Following the jobs report investors boosted bets the Fed would cut short-term borrowing costs in June, but the outcome may now hinge on how policymakers decide to balance the fresh risks to the economy that could now mean both higher prices and weaker growth.
In comments on Bloomberg Television, Fed Governor Christopher Waller said he viewed the rise in oil prices as "more like a one-off event" that would not require a Fed response, but also acknowledged the uncertainties if the conflict persists and oil prices keep rising.
"If it's unwound in ... a couple of weeks or even two months, it's not going to be a big factor down the road," Waller said. "If it becomes more permanent ... Then it'll start bleeding through to other parts of the economy."
But policymakers are also likely to put new weight on the labor market after the disappointing February numbers.
Following larger than expected employment gains in January, Waller had said he was prepared to hold off advocating further rate cuts if the February jobs number was also strong.

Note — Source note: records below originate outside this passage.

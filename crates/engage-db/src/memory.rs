//! In-process ledger backend
//!
//! Holds users, reactions and target counters behind one async mutex. A
//! transaction owns the mutex for its whole lifetime and works on a private
//! copy of the state, which is written back on commit. Transactions are
//! therefore fully serialized, and dropping one discards its copy.
//!
//! Counter adjustments can be made to fail on demand with
//! [`MemoryLedger::fail_counter_updates`].

use std::collections::{HashMap, HashSet};
use std::sync::atomic::{AtomicBool, Ordering};
use std::sync::Arc;

use async_trait::async_trait;
use chrono::Utc;
use tokio::sync::{Mutex, OwnedMutexGuard};
use tracing::{debug, instrument};
use uuid::Uuid;

use engage_core::entities::{
    CounterDelta, CounterField, ReactionKey, ReactionKind, ReactionRecord, ReactionTally, TargetRef,
};
use engage_core::error::DomainError;
use engage_core::traits::{
    LedgerTransaction, ReactionLedger, ReactionQueryRepository, ReactionStore, RepoResult,
    TargetCounterGateway,
};

#[derive(Debug, Clone, Default)]
struct MemoryState {
    users: HashSet<Uuid>,
    reactions: HashMap<Uuid, ReactionRecord>,
    keys: HashMap<ReactionKey, Uuid>,
    counters: HashMap<TargetRef, ReactionTally>,
}

impl MemoryState {
    fn sorted(mut records: Vec<ReactionRecord>) -> Vec<ReactionRecord> {
        records.sort_by(|a, b| b.created_at.cmp(&a.created_at));
        records
    }

    fn select<F>(&self, filter: F) -> Vec<ReactionRecord>
    where
        F: Fn(&ReactionRecord) -> bool,
    {
        Self::sorted(self.reactions.values().filter(|r| filter(r)).cloned().collect())
    }
}

/// In-memory reaction ledger
///
/// Test and local-development backend only: every transaction copies the
/// whole state, so each operation costs O(total reactions). Production runs
/// on [`crate::PgReactionLedger`].
#[derive(Clone, Default)]
pub struct MemoryLedger {
    state: Arc<Mutex<MemoryState>>,
    fail_counters: Arc<AtomicBool>,
}

impl MemoryLedger {
    pub fn new() -> Self {
        Self::default()
    }

    /// Register a user that may react
    pub async fn add_user(&self, user_id: Uuid) {
        self.state.lock().await.users.insert(user_id);
    }

    /// Register a target with zeroed counters
    pub async fn add_target(&self, target: TargetRef) {
        self.state
            .lock()
            .await
            .counters
            .entry(target)
            .or_default();
    }

    /// Force stored counters, bypassing the ledger
    pub async fn set_counters(&self, target: TargetRef, tally: ReactionTally) {
        self.state.lock().await.counters.insert(target, tally);
    }

    /// Stored counters of a target, if it exists
    pub async fn stored_counters(&self, target: TargetRef) -> Option<ReactionTally> {
        self.state.lock().await.counters.get(&target).copied()
    }

    /// Number of committed reactions
    pub async fn reaction_count(&self) -> usize {
        self.state.lock().await.reactions.len()
    }

    /// Make every subsequent counter adjustment fail with `CounterUpdateFailed`
    pub fn fail_counter_updates(&self, fail: bool) {
        self.fail_counters.store(fail, Ordering::SeqCst);
    }
}

#[async_trait]
impl ReactionLedger for MemoryLedger {
    async fn begin(&self) -> RepoResult<Box<dyn LedgerTransaction>> {
        let guard = Arc::clone(&self.state).lock_owned().await;
        let working = (*guard).clone();

        Ok(Box::new(MemoryTransaction {
            guard,
            working,
            fail_counters: Arc::clone(&self.fail_counters),
        }))
    }

    async fn health_check(&self) -> RepoResult<()> {
        Ok(())
    }
}

#[async_trait]
impl ReactionQueryRepository for MemoryLedger {
    async fn find_by_id(&self, id: Uuid) -> RepoResult<Option<ReactionRecord>> {
        Ok(self.state.lock().await.reactions.get(&id).cloned())
    }

    async fn find_all(&self) -> RepoResult<Vec<ReactionRecord>> {
        Ok(self.state.lock().await.select(|_| true))
    }

    async fn find_by_user(&self, user_id: Uuid) -> RepoResult<Vec<ReactionRecord>> {
        Ok(self.state.lock().await.select(|r| r.user_id == user_id))
    }

    async fn find_by_target(&self, target: TargetRef) -> RepoResult<Vec<ReactionRecord>> {
        Ok(self.state.lock().await.select(|r| r.target() == target))
    }
}

/// Open in-memory transaction
pub struct MemoryTransaction {
    guard: OwnedMutexGuard<MemoryState>,
    working: MemoryState,
    fail_counters: Arc<AtomicBool>,
}

impl MemoryTransaction {
    fn counters_mut(&mut self, target: TargetRef) -> RepoResult<&mut ReactionTally> {
        self.working
            .counters
            .get_mut(&target)
            .ok_or(DomainError::TargetNotFound(target))
    }
}

#[async_trait]
impl ReactionStore for MemoryTransaction {
    async fn find_existing(&mut self, key: &ReactionKey) -> RepoResult<Option<ReactionRecord>> {
        Ok(self
            .working
            .keys
            .get(key)
            .and_then(|id| self.working.reactions.get(id))
            .cloned())
    }

    async fn find_by_id(&mut self, id: Uuid) -> RepoResult<Option<ReactionRecord>> {
        Ok(self.working.reactions.get(&id).cloned())
    }

    #[instrument(skip(self, record), fields(reaction_id = %record.id))]
    async fn insert(&mut self, record: &ReactionRecord) -> RepoResult<ReactionRecord> {
        let key = record.key();
        if self.working.keys.contains_key(&key) {
            return Err(DomainError::ReactionAlreadyExists);
        }
        if !self.working.users.contains(&record.user_id) {
            return Err(DomainError::UserNotFound(record.user_id));
        }

        self.working.keys.insert(key, record.id);
        self.working.reactions.insert(record.id, record.clone());
        Ok(record.clone())
    }

    async fn update_kind(&mut self, id: Uuid, kind: ReactionKind) -> RepoResult<ReactionRecord> {
        let old_key = self
            .working
            .reactions
            .get(&id)
            .map(ReactionRecord::key)
            .ok_or_else(|| DomainError::reaction_not_found(id))?;
        let new_key = old_key.with_kind(kind);

        if let Some(other) = self.working.keys.get(&new_key) {
            if *other != id {
                return Err(DomainError::ReactionAlreadyExists);
            }
        }

        self.working.keys.remove(&old_key);
        self.working.keys.insert(new_key, id);

        let record = self
            .working
            .reactions
            .get_mut(&id)
            .ok_or_else(|| DomainError::reaction_not_found(id))?;
        record.reaction_kind = kind;
        record.updated_at = Utc::now();
        Ok(record.clone())
    }

    async fn remove(&mut self, id: Uuid) -> RepoResult<()> {
        let record = self
            .working
            .reactions
            .remove(&id)
            .ok_or_else(|| DomainError::reaction_not_found(id))?;
        self.working.keys.remove(&record.key());
        Ok(())
    }

    async fn user_exists(&mut self, user_id: Uuid) -> RepoResult<bool> {
        Ok(self.working.users.contains(&user_id))
    }

    async fn live_tally(&mut self, target: TargetRef) -> RepoResult<ReactionTally> {
        let mut tally = ReactionTally::default();
        for record in self.working.reactions.values() {
            if record.target() == target {
                tally.apply(record.reaction_kind.counter_field(), CounterDelta::Increment);
            }
        }
        Ok(tally)
    }
}

#[async_trait]
impl TargetCounterGateway for MemoryTransaction {
    #[instrument(skip(self))]
    async fn adjust(
        &mut self,
        target: TargetRef,
        field: CounterField,
        delta: CounterDelta,
    ) -> RepoResult<()> {
        if self.fail_counters.load(Ordering::SeqCst) {
            return Err(DomainError::CounterUpdateFailed(
                "injected counter failure".to_string(),
            ));
        }

        self.counters_mut(target)?.apply(field, delta);
        Ok(())
    }

    async fn read_counters(&mut self, target: TargetRef) -> RepoResult<ReactionTally> {
        self.counters_mut(target).map(|tally| *tally)
    }

    async fn overwrite_counters(
        &mut self,
        target: TargetRef,
        tally: ReactionTally,
    ) -> RepoResult<()> {
        *self.counters_mut(target)? = tally;
        Ok(())
    }
}

#[async_trait]
impl LedgerTransaction for MemoryTransaction {
    async fn commit(self: Box<Self>) -> RepoResult<()> {
        let MemoryTransaction {
            mut guard, working, ..
        } = *self;
        *guard = working;
        debug!("Memory transaction committed");
        Ok(())
    }

    async fn rollback(self: Box<Self>) -> RepoResult<()> {
        debug!("Memory transaction rolled back");
        Ok(())
    }
}

#[cfg(test)]
mod tests {
    use super::*;
    use engage_core::entities::TargetKind;

    async fn seeded() -> (MemoryLedger, Uuid, TargetRef) {
        let ledger = MemoryLedger::new();
        let user = Uuid::new_v4();
        let target = TargetRef::new(TargetKind::Article, Uuid::new_v4());
        ledger.add_user(user).await;
        ledger.add_target(target).await;
        (ledger, user, target)
    }

    #[tokio::test]
    async fn test_commit_publishes_changes() {
        let (ledger, user, target) = seeded().await;
        let record = ReactionRecord::new(ReactionKey::new(user, target, ReactionKind::Like));

        let mut tx = ledger.begin().await.unwrap();
        tx.insert(&record).await.unwrap();
        tx.adjust(target, CounterField::LikeCount, CounterDelta::Increment)
            .await
            .unwrap();
        tx.commit().await.unwrap();

        assert_eq!(ledger.reaction_count().await, 1);
        assert_eq!(
            ledger.stored_counters(target).await,
            Some(ReactionTally::new(1, 0))
        );
        assert_eq!(
            ReactionQueryRepository::find_by_id(&ledger, record.id)
                .await
                .unwrap(),
            Some(record)
        );
    }

    #[tokio::test]
    async fn test_drop_discards_changes() {
        let (ledger, user, target) = seeded().await;
        let record = ReactionRecord::new(ReactionKey::new(user, target, ReactionKind::Like));

        {
            let mut tx = ledger.begin().await.unwrap();
            tx.insert(&record).await.unwrap();
            tx.adjust(target, CounterField::LikeCount, CounterDelta::Increment)
                .await
                .unwrap();
        }

        assert_eq!(ledger.reaction_count().await, 0);
        assert_eq!(ledger.stored_counters(target).await, Some(ReactionTally::default()));
    }

    #[tokio::test]
    async fn test_duplicate_key_and_unknown_user() {
        let (ledger, user, target) = seeded().await;
        let key = ReactionKey::new(user, target, ReactionKind::Favorite);

        let mut tx = ledger.begin().await.unwrap();
        tx.insert(&ReactionRecord::new(key)).await.unwrap();
        let err = tx.insert(&ReactionRecord::new(key)).await.unwrap_err();
        assert!(matches!(err, DomainError::ReactionAlreadyExists));

        let stranger = ReactionKey::new(Uuid::new_v4(), target, ReactionKind::Like);
        let err = tx.insert(&ReactionRecord::new(stranger)).await.unwrap_err();
        assert!(matches!(err, DomainError::UserNotFound(_)));
    }

    #[tokio::test]
    async fn test_update_kind_moves_natural_key() {
        let (ledger, user, target) = seeded().await;
        let key = ReactionKey::new(user, target, ReactionKind::Like);
        let record = ReactionRecord::new(key);

        let mut tx = ledger.begin().await.unwrap();
        tx.insert(&record).await.unwrap();
        let updated = tx.update_kind(record.id, ReactionKind::Favorite).await.unwrap();

        assert_eq!(updated.id, record.id);
        assert_eq!(updated.created_at, record.created_at);
        assert!(tx.find_existing(&key).await.unwrap().is_none());
        assert!(tx
            .find_existing(&key.with_kind(ReactionKind::Favorite))
            .await
            .unwrap()
            .is_some());
    }

    #[tokio::test]
    async fn test_counter_faults() {
        let (ledger, _, target) = seeded().await;
        let missing = TargetRef::new(TargetKind::Event, Uuid::new_v4());

        let mut tx = ledger.begin().await.unwrap();
        let err = tx
            .adjust(missing, CounterField::LikeCount, CounterDelta::Increment)
            .await
            .unwrap_err();
        assert!(matches!(err, DomainError::TargetNotFound(t) if t == missing));

        ledger.fail_counter_updates(true);
        let err = tx
            .adjust(target, CounterField::LikeCount, CounterDelta::Increment)
            .await
            .unwrap_err();
        assert!(matches!(err, DomainError::CounterUpdateFailed(_)));
    }

    #[tokio::test]
    async fn test_remove_missing_reaction() {
        let (ledger, _, _) = seeded().await;
        let mut tx = ledger.begin().await.unwrap();
        let err = tx.remove(Uuid::new_v4()).await.unwrap_err();
        assert!(matches!(err, DomainError::ReactionNotFound(_)));
    }
}
//! Application error types
//!
//! Unified error handling for the entire application.

use engage_core::DomainError;

/// Application-wide error type
#[derive(Debug, thiserror::Error)]
pub enum AppError {
    // Authentication errors
    #[error("Invalid token")]
    InvalidToken,

    #[error("Token expired")]
    TokenExpired,

    // Validation errors
    #[error("Validation error: {0}")]
    Validation(String),

    // Database errors
    #[error("Database error: {0}")]
    Database(String),

    // Internal errors
    #[error("Internal server error")]
    Internal(#[source] anyhow::Error),

    // Domain errors
    #[error(transparent)]
    Domain(#[from] DomainError),

    // Configuration errors
    #[error("Configuration error: {0}")]
    Config(String),
}

impl AppError {
    /// Get HTTP status code for this error
    #[must_use]
    pub fn status_code(&self) -> u16 {
        match self {
            // 400 Bad Request
            Self::Validation(_) => 400,

            // 401 Unauthorized
            Self::InvalidToken | Self::TokenExpired => 401,

            // 500 Internal Server Error
            Self::Database(_) | Self::Internal(_) | Self::Config(_) => 500,

            // Map domain errors to appropriate status codes
            Self::Domain(e) => domain_status(e),
        }
    }

    /// Get error code for API responses
    #[must_use]
    pub fn error_code(&self) -> &'static str {
        match self {
            Self::InvalidToken => "INVALID_TOKEN",
            Self::TokenExpired => "TOKEN_EXPIRED",
            Self::Validation(_) => "VALIDATION_ERROR",
            Self::Database(_) => "DATABASE_ERROR",
            Self::Internal(_) => "INTERNAL_ERROR",
            Self::Config(_) => "CONFIG_ERROR",
            Self::Domain(e) => e.code(),
        }
    }
}

/// HTTP status for a domain error
#[must_use]
pub fn domain_status(e: &DomainError) -> u16 {
    if e.is_not_found() {
        404
    } else if e.is_authorization() {
        403
    } else if e.is_validation() {
        400
    } else if e.is_conflict() {
        409
    } else {
        500
    }
}

/// Result type alias for application operations
pub type AppResult<T> = Result<T, AppError>;
//! Hotness rankings: base leaderboard fetch, candidate selection, per-entity
//! recent-form enrichment, scoring and ordering.
//!
//! A failed base fetch yields an empty [`Ranking`] carrying the error message.
//! A failed per-entity fetch never removes the entity: it keeps zeroed recent
//! stats and a score of 0, so the list length only depends on the base data.

use crate::aggregate::{
    GoalieCategory, LeaderCategories, SkaterCategory, aggregate_goalies, aggregate_skaters,
    goalie_categories,
};
use crate::client::{ApiError, NhlApi};
use crate::form::{points_per_game, reduce_goalie, reduce_skater, reduce_team};
use crate::score::{goalie_hotness, skater_hotness, team_hotness};
use crate::{
    GameResult, GoalieRecord, RecentGoalieStats, RecentSkaterStats, SkaterRecord, TeamRecord,
    TeamStanding, season_label,
};
use chrono::{Local, NaiveDate};
use futures_util::future::{join_all, try_join3};
use log::{debug, error, warn};
use std::collections::HashMap;

#[derive(Debug, Clone, Copy, PartialEq, Eq)]
pub struct RankingConfig {
    /// Rows requested per skater leaderboard category.
    pub skater_leader_limit: u32,
    /// Skaters (by season points) whose game logs are fetched.
    pub skater_candidates: usize,
    pub goalie_leader_limit: u32,
    /// Goalies (by season wins) whose game logs are fetched.
    pub goalie_candidates: usize,
    /// Entries kept in skater and goalie rankings.
    pub top_n: usize,
}

impl Default for RankingConfig {
    fn default() -> Self {
        Self {
            skater_leader_limit: 100,
            skater_candidates: 50,
            goalie_leader_limit: 30,
            goalie_candidates: 20,
            top_n: 10,
        }
    }
}

/// Ranked entries, hottest first. `error` is set when the base fetch failed
/// and `entries` is therefore empty.
#[derive(Debug, Clone, PartialEq)]
pub struct Ranking<T> {
    pub entries: Vec<T>,
    pub error: Option<String>,
}

impl<T> Default for Ranking<T> {
    fn default() -> Self {
        Self { entries: Vec::new(), error: None }
    }
}

impl<T> Ranking<T> {
    fn ok(entries: Vec<T>) -> Self {
        Self { entries, error: None }
    }

    fn failed(err: &ApiError) -> Self {
        Self { entries: Vec::new(), error: Some(err.to_string()) }
    }

    pub fn is_ok(&self) -> bool {
        self.error.is_none()
    }
}

/// Two clubs' momentum side by side, with their 1-based league ranks.
#[derive(Debug, Clone, Default, PartialEq)]
pub struct MomentumComparison {
    pub team: Option<TeamRecord>,
    pub team_rank: Option<usize>,
    pub opponent: Option<TeamRecord>,
    pub opponent_rank: Option<usize>,
    pub teams_ranked: usize,
    pub error: Option<String>,
}

impl MomentumComparison {
    /// Positive when `team` is hotter than `opponent`.
    pub fn edge(&self) -> Option<f64> {
        Some(self.team.as_ref()?.hotness_score - self.opponent.as_ref()?.hotness_score)
    }
}

#[derive(Debug, Clone)]
pub struct Ranker {
    api: NhlApi,
    config: RankingConfig,
    reference_date: Option<NaiveDate>,
}

impl Ranker {
    pub fn new(api: NhlApi, config: RankingConfig) -> Self {
        Self { api, config, reference_date: None }
    }

    /// Pin "today" instead of reading the local clock. Drives the season
    /// label, the standings date and which club games count as played.
    pub fn with_reference_date(mut self, date: NaiveDate) -> Self {
        self.reference_date = Some(date);
        self
    }

    pub fn api(&self) -> &NhlApi {
        &self.api
    }

    pub fn config(&self) -> &RankingConfig {
        &self.config
    }

    pub fn clear_cache(&self) {
        self.api.clear_cache();
    }

    fn today(&self) -> NaiveDate {
        self.reference_date.unwrap_or_else(|| Local::now().date_naive())
    }

    // -----------------------------------------------------------------------
    // Skaters
    // -----------------------------------------------------------------------

    pub async fn rank_skaters(&self, window: usize) -> Ranking<SkaterRecord> {
        let season = season_label(self.today());
        let mut candidates = match self.skater_leaders(&season).await {
            Ok(skaters) => skaters,
            Err(e) => {
                error!("skater leaderboards unavailable: {e}");
                return Ranking::failed(&e);
            }
        };

        candidates.sort_by(|a, b| b.season_points.cmp(&a.season_points));
        candidates.truncate(self.config.skater_candidates);

        let mut ranked = self.enrich_skaters(candidates, &season, window).await;
        ranked.truncate(self.config.top_n);
        Ranking::ok(ranked)
    }

    /// The hottest leaderboard skaters on one club.
    pub async fn team_roster_form(&self, team: &str, window: usize) -> Ranking<SkaterRecord> {
        let season = season_label(self.today());
        let mut candidates: Vec<SkaterRecord> = match self.skater_leaders(&season).await {
            Ok(skaters) => skaters.into_iter().filter(|s| s.team_abbrev == team).collect(),
            Err(e) => {
                error!("skater leaderboards unavailable for {team}: {e}");
                return Ranking::failed(&e);
            }
        };
        candidates.sort_by(|a, b| b.season_points.cmp(&a.season_points));

        let mut ranked = self.enrich_skaters(candidates, &season, window).await;
        ranked.truncate(self.config.top_n);
        Ranking::ok(ranked)
    }

    async fn skater_leaders(&self, season: &str) -> Result<Vec<SkaterRecord>, ApiError> {
        let limit = self.config.skater_leader_limit;
        let (points, goals, assists) = try_join3(
            self.api.fetch_skater_leaders(season, SkaterCategory::Points, limit),
            self.api.fetch_skater_leaders(season, SkaterCategory::Goals, limit),
            self.api.fetch_skater_leaders(season, SkaterCategory::Assists, limit),
        )
        .await?;

        let categories: LeaderCategories<SkaterCategory> = HashMap::from([
            (SkaterCategory::Points, points),
            (SkaterCategory::Goals, goals),
            (SkaterCategory::Assists, assists),
        ]);
        Ok(aggregate_skaters(&categories))
    }

    async fn enrich_skaters(
        &self,
        candidates: Vec<SkaterRecord>,
        season: &str,
        window: usize,
    ) -> Vec<SkaterRecord> {
        debug!("fetching {} skater game logs", candidates.len());
        let mut skaters =
            join_all(candidates.into_iter().map(|s| self.enrich_skater(s, season, window))).await;
        sort_hottest_first(&mut skaters, |s| s.recent_points_per_game);
        skaters
    }

    async fn enrich_skater(
        &self,
        mut skater: SkaterRecord,
        season: &str,
        window: usize,
    ) -> SkaterRecord {
        let stats = match self.api.fetch_game_log(skater.id, season).await {
            Ok(log) => reduce_skater(&log, window),
            Err(e) => {
                warn!("game log for {} ({}) unavailable: {e}", skater.name, skater.id);
                RecentSkaterStats::default()
            }
        };
        skater.recent_points_per_game = skater_hotness(points_per_game(&stats));
        skater.recent_stats = Some(stats);
        skater
    }

    // -----------------------------------------------------------------------
    // Goalies
    // -----------------------------------------------------------------------

    pub async fn rank_goalies(&self, window: usize) -> Ranking<GoalieRecord> {
        let season = season_label(self.today());
        let limit = self.config.goalie_leader_limit;
        let raw = match self.api.fetch_goalie_leaders(&season, limit).await {
            Ok(raw) => raw,
            Err(e) => {
                error!("goalie leaderboards unavailable: {e}");
                return Ranking::failed(&e);
            }
        };

        let categories: LeaderCategories<GoalieCategory> = goalie_categories(&raw);
        let mut candidates = aggregate_goalies(&categories);
        candidates.sort_by(|a, b| b.season_wins.cmp(&a.season_wins));
        candidates.truncate(self.config.goalie_candidates);

        debug!("fetching {} goalie game logs", candidates.len());
        let mut goalies =
            join_all(candidates.into_iter().map(|g| self.enrich_goalie(g, &season, window))).await;
        sort_hottest_first(&mut goalies, |g| g.hotness_score);
        goalies.truncate(self.config.top_n);
        Ranking::ok(goalies)
    }

    async fn enrich_goalie(
        &self,
        mut goalie: GoalieRecord,
        season: &str,
        window: usize,
    ) -> GoalieRecord {
        match self.api.fetch_game_log(goalie.id, season).await {
            Ok(log) => {
                let stats = reduce_goalie(&log, window);
                goalie.hotness_score = goalie_hotness(stats.save_pct, stats.gaa, stats.win_pct);
                goalie.recent_stats = Some(stats);
            }
            Err(e) => {
                warn!("game log for {} ({}) unavailable: {e}", goalie.name, goalie.id);
                goalie.recent_stats = Some(RecentGoalieStats::default());
                goalie.hotness_score = 0.0;
            }
        }
        goalie
    }

    // -----------------------------------------------------------------------
    // Teams
    // -----------------------------------------------------------------------

    /// Every club in the standings scored on its last `window` games, hottest
    /// first, cut to `limit`.
    pub async fn rank_teams(&self, limit: usize, window: usize) -> Ranking<TeamRecord> {
        let today = self.today();
        let standings = match self.api.fetch_standings(today).await {
            Ok(standings) => standings,
            Err(e) => {
                error!("standings unavailable: {e}");
                return Ranking::failed(&e);
            }
        };

        let mut teams = self.enrich_teams(standings, today, window).await;
        teams.truncate(limit);
        Ranking::ok(teams)
    }

    /// One club's momentum, or `None` when it is not in the standings or the
    /// standings can't be fetched.
    pub async fn team_momentum(&self, team: &str, window: usize) -> Option<TeamRecord> {
        let today = self.today();
        let standing = match self.api.fetch_standings(today).await {
            Ok(standings) => standings.into_iter().find(|s| s.abbrev == team)?,
            Err(e) => {
                error!("standings unavailable for {team}: {e}");
                return None;
            }
        };
        Some(self.enrich_team(standing, &season_label(today), today, window).await)
    }

    /// Rank the whole league and pull out two clubs.
    pub async fn momentum_comparison(
        &self,
        team: &str,
        opponent: &str,
        window: usize,
    ) -> MomentumComparison {
        let ranking = self.rank_teams(usize::MAX, window).await;
        let find = |abbrev: &str| {
            ranking
                .entries
                .iter()
                .position(|t| t.id == abbrev)
                .map(|idx| (ranking.entries[idx].clone(), idx + 1))
        };
        let (team, team_rank) = find(team).unzip();
        let (opponent, opponent_rank) = find(opponent).unzip();

        MomentumComparison {
            team,
            team_rank,
            opponent,
            opponent_rank,
            teams_ranked: ranking.entries.len(),
            error: ranking.error,
        }
    }

    async fn enrich_teams(
        &self,
        standings: Vec<TeamStanding>,
        today: NaiveDate,
        window: usize,
    ) -> Vec<TeamRecord> {
        let season = season_label(today);
        debug!("fetching {} club schedules", standings.len());
        let enriched = standings
            .into_iter()
            .map(|s| self.enrich_team(s, &season, today, window));
        let mut teams = join_all(enriched).await;
        sort_hottest_first(&mut teams, |t| t.hotness_score);
        teams
    }

    async fn enrich_team(
        &self,
        standing: TeamStanding,
        season: &str,
        today: NaiveDate,
        window: usize,
    ) -> TeamRecord {
        match self
            .api
            .fetch_team_recent_games(&standing.abbrev, season, window, today)
            .await
        {
            Ok(games) => team_record(standing, games, true),
            Err(e) => {
                warn!("schedule for {} unavailable: {e}", standing.abbrev);
                team_record(standing, Vec::new(), false)
            }
        }
    }
}

/// An unscored record keeps its standing but gets zero hotness.
fn team_record(standing: TeamStanding, games: Vec<GameResult>, scored: bool) -> TeamRecord {
    let form = reduce_team(&games);
    let hotness_score = if scored { team_hotness(form.win_pct, form.gd_per_game) } else { 0.0 };
    TeamRecord {
        id: standing.abbrev.clone(),
        name: standing.name.clone(),
        wins: standing.wins,
        losses: standing.losses,
        ot_losses: standing.ot_losses,
        points: standing.points,
        games_played: standing.games_played,
        recent_wins: form.wins,
        recent_losses: form.losses,
        recent_goals_for: form.goals_for,
        recent_goals_against: form.goals_against,
        recent_goal_diff: form.goal_diff,
        recent_win_pct: form.win_pct,
        recent_gd_per_game: form.gd_per_game,
        recent_record: form.record(),
        recent_games: games,
        hotness_score,
        standing,
    }
}

/// Stable: equal scores keep their candidate order.
fn sort_hottest_first<T>(items: &mut [T], score: impl Fn(&T) -> f64) {
    items.sort_by(|a, b| score(b).total_cmp(&score(a)));
}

"If the labor market continues to go weak ... If we get a bad number ... the question is why are you just sitting on your hands" and not trying to bolster the job market with rate cuts, Waller said.
The tension for some Fed officials was already coming into view, with inflation about a percentage point above target with new pressures on the horizon.
"The hopes that the labor market was steadying -- maybe that was too much," San Francisco Fed president Mary Daly said on CNBC.
"But we also have inflation printing above target and oil prices rising. How long they last, we don't know, but both of our goals are risks now and we need to keep our eye on both."